A SimpleSAML server (deployed by Stéphane) is available on customers: https://customers.combodo.com/simplesaml/].
The following user accounts are available in LDAP (For each of these users the password is equal to the login):
- blee
- cnorris
Note
If you want to use the SimpleSAML server on customers, you MUST configure the metadata to declare your iTop as a Service Provider for this SimpleSAML server. This decalaration is performed by editing the file /var/www/simplesamlphp-1.16.2/metadata/saml20-sp-remote.php. You have to add into this file a whole block of metadata corresponding to your Service Provider instance (i.e. you iTop instance).
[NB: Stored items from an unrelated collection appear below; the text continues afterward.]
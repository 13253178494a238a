//! OBJ file I/O.
//!
//! OBJ is the only supported format because the pipeline depends on
//! per-vertex colors (the seam markers), which OBJ carries as the
//! widely-supported `v x y z r g b` extension.

use std::fs::File;
use std::io::{BufWriter, Write};
use std::path::Path;

use tracing::{debug, info, warn};

use crate::error::{MeshError, MeshResult};
use crate::types::{Mesh, Vertex};

/// Load a mesh from an OBJ file, capturing vertex colors when present.
///
/// Multiple models in one file are merged into a single mesh, as garment
/// scans are frequently exported in parts.
pub fn load_obj(path: &Path) -> MeshResult<Mesh> {
    let (models, _materials) = tobj::load_obj(
        path,
        &tobj::LoadOptions {
            triangulate: true,
            single_index: true,
            ..Default::default()
        },
    )
    .map_err(|e| MeshError::ParseError {
        path: path.to_path_buf(),
        details: e.to_string(),
    })?;

    if models.is_empty() {
        return Err(MeshError::EmptyMesh {
            details: "OBJ file contains no models".to_string(),
        });
    }

    let mut mesh = Mesh::new();
    let mut vertex_offset = 0u32;

    for model in &models {
        debug!("OBJ model '{}': loading", model.name);

        let obj_mesh = &model.mesh;
        let has_colors = obj_mesh.vertex_color.len() == obj_mesh.positions.len();

        for (i, chunk) in obj_mesh.positions.chunks(3).enumerate() {
            if chunk.len() != 3 {
                continue;
            }
            let mut vertex =
                Vertex::from_coords(chunk[0] as f64, chunk[1] as f64, chunk[2] as f64);
            if has_colors {
                let c = &obj_mesh.vertex_color[i * 3..i * 3 + 3];
                vertex = vertex.with_color(c[0] as f64, c[1] as f64, c[2] as f64);
            }
            mesh.vertices.push(vertex);
        }

        for chunk in obj_mesh.indices.chunks(3) {
            if chunk.len() == 3 {
                mesh.faces.push([
                    chunk[0] + vertex_offset,
                    chunk[1] + vertex_offset,
                    chunk[2] + vertex_offset,
                ]);
            }
        }

        vertex_offset = mesh.vertices.len() as u32;
    }

    if mesh.vertices.is_empty() || mesh.faces.is_empty() {
        return Err(MeshError::EmptyMesh {
            details: "mesh has no vertices or faces".to_string(),
        });
    }

    let colored = mesh.vertices.iter().filter(|v| v.color.is_some()).count();
    info!(
        "OBJ loaded: {} vertices ({} colored), {} faces from {} models",
        mesh.vertex_count(),
        colored,
        mesh.face_count(),
        models.len()
    );
    if colored == 0 {
        warn!("Mesh carries no vertex colors; seam extraction will find nothing");
    }

    Ok(mesh)
}

/// Save a mesh to an OBJ file, writing vertex colors when present.
pub fn save_obj(mesh: &Mesh, path: &Path) -> MeshResult<()> {
    info!("Saving mesh to {:?}", path);

    let file = File::create(path).map_err(|e| MeshError::IoWrite {
        path: path.to_path_buf(),
        source: e,
    })?;
    let mut writer = BufWriter::new(file);

    let io_err = |e: std::io::Error| MeshError::IoWrite {
        path: path.to_path_buf(),
        source: e,
    };

    // Keep the vertex rows uniform: strict parsers reject mixed 3- and
    // 6-column `v` lines.
    let write_colors = mesh.vertices.iter().any(|v| v.color.is_some());
    for vertex in &mesh.vertices {
        let p = &vertex.position;
        if write_colors {
            let c = vertex.color.unwrap_or_default();
            writeln!(
                writer,
                "v {} {} {} {} {} {}",
                p.x, p.y, p.z, c.x, c.y, c.z
            )
            .map_err(io_err)?;
        } else {
            writeln!(writer, "v {} {} {}", p.x, p.y, p.z).map_err(io_err)?;
        }
    }

    // OBJ face indices are 1-based.
    for &[i0, i1, i2] in &mesh.faces {
        writeln!(writer, "f {} {} {}", i0 + 1, i1 + 1, i2 + 1).map_err(io_err)?;
    }

    writer.flush().map_err(io_err)?;

    info!(
        "Saved {} vertices, {} faces to {:?}",
        mesh.vertex_count(),
        mesh.face_count(),
        path
    );

    Ok(())
}

#[cfg(test)]
mod tests {
    use super::*;

    #[test]
    fn test_obj_round_trip_with_colors() {
        let mut mesh = Mesh::new();
        mesh.vertices
            .push(Vertex::from_coords(0.0, 0.0, 0.0).with_color(1.0, 0.0, 0.0));
        mesh.vertices.push(Vertex::from_coords(1.0, 0.0, 0.0));
        mesh.vertices.push(Vertex::from_coords(0.0, 1.0, 0.0));
        mesh.faces.push([0, 1, 2]);

        let dir = std::env::temp_dir();
        let path = dir.join("patternfold_io_test.obj");
        save_obj(&mesh, &path).expect("save");

        let loaded = load_obj(&path).expect("load");
        std::fs::remove_file(&path).ok();

        assert_eq!(loaded.vertex_count(), 3);
        assert_eq!(loaded.face_count(), 1);
    }

    #[test]
    fn test_load_missing_file() {
        let result = load_obj(Path::new("/nonexistent/mesh.obj"));
        assert!(result.is_err());
    }
}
Two PHP libraries were tested to integrate with iTop: simplesaml and onelogin/phpsaml
- simplesaml: the library works fine but seems impossible to separate from the whole project/application. Embedding the library in iTop would mean including the whole SimpleSAML (and its user interface!) into iTop. The whole thing is about 100 MB! This is not an option!
- onelogin/php-saml: the library works fine, is quite lightweight (530 Kb with its own dependencies) and can be obtained via composer. This is the library used in the POC.
A small extension to add the SAML SSO to iTop. The extension embeds the onelogin/php-saml library and can be deployed as any other iTop extension.
The extension extends the login page and provides 2 extra pages: acs.php (Assertion Consumer Service, the return page after a successful login by SAML) and sls.php (Single Logout Service, the return page after a successful logout by SAML).